Die jetzigen Widerbeklagten haben zunächst als Klägerinnen die Beklagten und jetzigen Widerklägerinnen auf Feststellung in Anspruch genommen, dass ihnen der Vertrieb von Kosmetika unter dem Zeichen "Nike" in Deutschland nicht verboten werden dürfe. Nach Erhebung einer inhaltsgleichen Widerklage haben die Parteien die negative Feststellungsklage übereinstimmend für erledigt erklärt.

Gegenstand der jetzt noch anhängigen Widerklage sind die folgenden Anträge:

1. Den Klägerinnen wird bei Meidung eines für jeden Fall der Zuwiderhandlung fälligen Ordnungsgeldes bis zu € 250.000,00, ersatzweise Ordnungshaft bis zu 6 Monaten, oder Ordnungshaft bis zu 6 Monaten, im Wiederholungsfall bis zu 2 Jahren, Ordnungshaft zu vollstrecken an den jeweiligen Geschäftsführern bzw. Vorständen, untersagt,

Kosmetika, die mit dem Zeichen "NIKE" versehen sind, insbesondere die Kosmetika "NIKE MAN" (After Shave, Body & Hair Shampoo und Deo Vapo), "NIKE WOMAN" (Perfume Natural Spray, Deodorant, Body Lotion, Eau de Toilette), "NIKE Classic" (Flakon Spray, Aftershave, Deo Stick, Deodorant, Body & Hair Shampoo) und "NIKE NK Men" (Deo Natural Spray), insbesondere wie nachfolgend eingeblendet

in der Bundesrepublik Deutschland selbst oder durch Dritte anzubieten, feilzuhalten und/oder zu vertreiben.

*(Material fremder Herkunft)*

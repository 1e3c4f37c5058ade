//! Integration tests for configuration parsing
//!
//! Loads complete and partial config files from disk and checks the values
//! handed to the transport and firmware layers.

use cli::config::Config;
use std::fs;
use std::time::Duration;
use tempfile::tempdir;
use transport::LineCoding;

const FULL_CONFIG: &str = r#"
[general]
log_level = "debug"

[usb]
extra_devices = ["0x1234:0x5678", "0X2aad:0x0001"]
baud_rate = 921600
data_bits = 8
stop_bits = 0
parity = 0
control_timeout_ms = 250

[permission]
timeout_secs = 5

[firmware]
min_wait_after_restart_ms = 3000
max_wait_after_restart_ms = 12000
probe_interval_ms = 500
image_dir = "/opt/rsid/firmware"
"#;

fn write_config(content: &str) -> (tempfile::TempDir, std::path::PathBuf) {
    let dir = tempdir().unwrap();
    let path = dir.path().join("config.toml");
    fs::write(&path, content).unwrap();
    (dir, path)
}

#[test]
fn test_load_full_config() {
    let (_dir, path) = write_config(FULL_CONFIG);
    let config = Config::load(Some(path)).unwrap();

    assert_eq!(config.general.log_level, "debug");
    assert_eq!(
        config.line_coding(),
        LineCoding {
            baud_rate: 921_600,
            stop_bits: 0,
            parity: 0,
            data_bits: 8,
        }
    );
    assert_eq!(config.control_timeout(), Duration::from_millis(250));
    assert_eq!(config.permission_timeout(), Duration::from_secs(5));

    let registry = config.registry().unwrap();
    assert!(registry.contains(0x1234, 0x5678));
    assert!(registry.contains(0x2aad, 0x0001));
    assert!(registry.contains(10925, 25462));
    assert!(registry.contains(10925, 25459));

    let options = config.update_options().unwrap();
    assert!(!options.force_full);
    assert_eq!(options.reboot_wait.min_wait, Duration::from_millis(3000));
    assert_eq!(options.reboot_wait.probe_interval, Duration::from_millis(500));
    assert_eq!(options.reboot_wait.max_wait, Duration::from_millis(12000));
    assert_eq!(
        config.image_dir().unwrap(),
        std::path::PathBuf::from("/opt/rsid/firmware")
    );
}

#[test]
fn test_load_empty_config_uses_defaults() {
    let (_dir, path) = write_config("");
    let config = Config::load(Some(path)).unwrap();

    assert_eq!(config.general.log_level, "info");
    assert_eq!(config.line_coding(), LineCoding::default());
    assert_eq!(config.permission_timeout(), Duration::from_secs(30));
    assert_eq!(config.reboot_wait().min_wait, Duration::from_millis(7000));
    assert_eq!(config.reboot_wait().max_wait, Duration::from_millis(30000));
    assert!(config.image_dir().is_none());
    assert_eq!(config.registry().unwrap().entries().len(), 2);
}

#[test]
fn test_reject_invalid_values() {
    let cases = [
        "[general]\nlog_level = \"loud\"\n",
        "[usb]\nextra_devices = [\"2aad:6373\"]\n",
        "[usb]\nbaud_rate = 0\n",
        "[usb]\nparity = 9\n",
        "[firmware]\nprobe_interval_ms = 0\n",
        "[firmware]\nmin_wait_after_restart_ms = 9000\nmax_wait_after_restart_ms = 1000\n",
    ];

    for case in cases {
        let (_dir, path) = write_config(case);
        assert!(Config::load(Some(path)).is_err(), "accepted: {}", case);
    }
}

#[test]
fn test_reject_malformed_toml() {
    let (_dir, path) = write_config("[usb\nbaud_rate = ");
    assert!(Config::load(Some(path)).is_err());
}

#[test]
fn test_saved_config_reloads() {
    let dir = tempdir().unwrap();
    let path = dir.path().join("nested").join("config.toml");

    let mut config = Config::default();
    config.usb.extra_devices.push("0xabcd:0x0042".to_string());
    config.firmware.probe_interval_ms = 250;
    config.save(&path).unwrap();

    let loaded = Config::load(Some(path)).unwrap();
    assert_eq!(loaded.firmware.probe_interval_ms, 250);
    assert!(loaded.registry().unwrap().contains(0xabcd, 0x0042));
}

2) Die Klägerinnen werden verurteilt, Auskunft zu erteilen über die Verwendung der Bezeichnung "NIKE" gemäß Ziffer 1 in der Bundesrepublik Deutschland, insbesondere über

a) Namen und Anschriften gewerblicher Abnehmer in der Bundesrepublik Deutschland, Menge der eingeführten, ausgelieferten und bestellten Waren gemäß Ziffer 1,

b) die Angebots- und Lieferzeiten sowie die Angebots- und Lieferpreise,

c) die betriebene Werbung, aufgeschlüsselt nach Werbeträgern, deren Auflagenhöhe, Verbreitungszeitraum und Verbreitungsgebiet und Empfänger,

d) den nach den einzelnen Kostenfaktoren aufgeschlüsselten Gestehungskosten und den erzielten Gewinn;

dies alles unter Vorlage von Rechnungen und Lieferscheinen.

3) Die Klägerinnen werden verurteilt, als Gesamtschuldner an die Beklagten als Gesamtgläubiger den Gewinn herauszugeben, den sie aus der Verwendung der Bezeichnung "NIKE" gemäß Ziffer 1 in der Bundesrepublik Deutschland erzielt haben.

Das Landgericht hat die Widerbeklagten gemäß diesen Anträgen verurteilt. Wegen der Einzelheiten des erstinstanzlichen Sachvortrages wird auf den Tatbestand des landgerichtlichen Urteils Bezug genommen.

Mit ihrer hiergegen gerichteten Berufung verfolgen die Widerbeklagten ihren erstinstanzlichen Antrag auf Abweisung der Widerklage weiter. Die Widerklägerinnen haben in der Berufungsverhandlung ihre Anträge zu Ziff. II und Ziff. III auf Auskunft und Feststellung der Herausgabe des Gewinns dahingehend zeitlich präzisiert, dass sich die Verurteilung auf die Zeit ab dem 20.5.1996 beziehen soll, hilfsweise auf die Zeit ab dem 5.10.2001.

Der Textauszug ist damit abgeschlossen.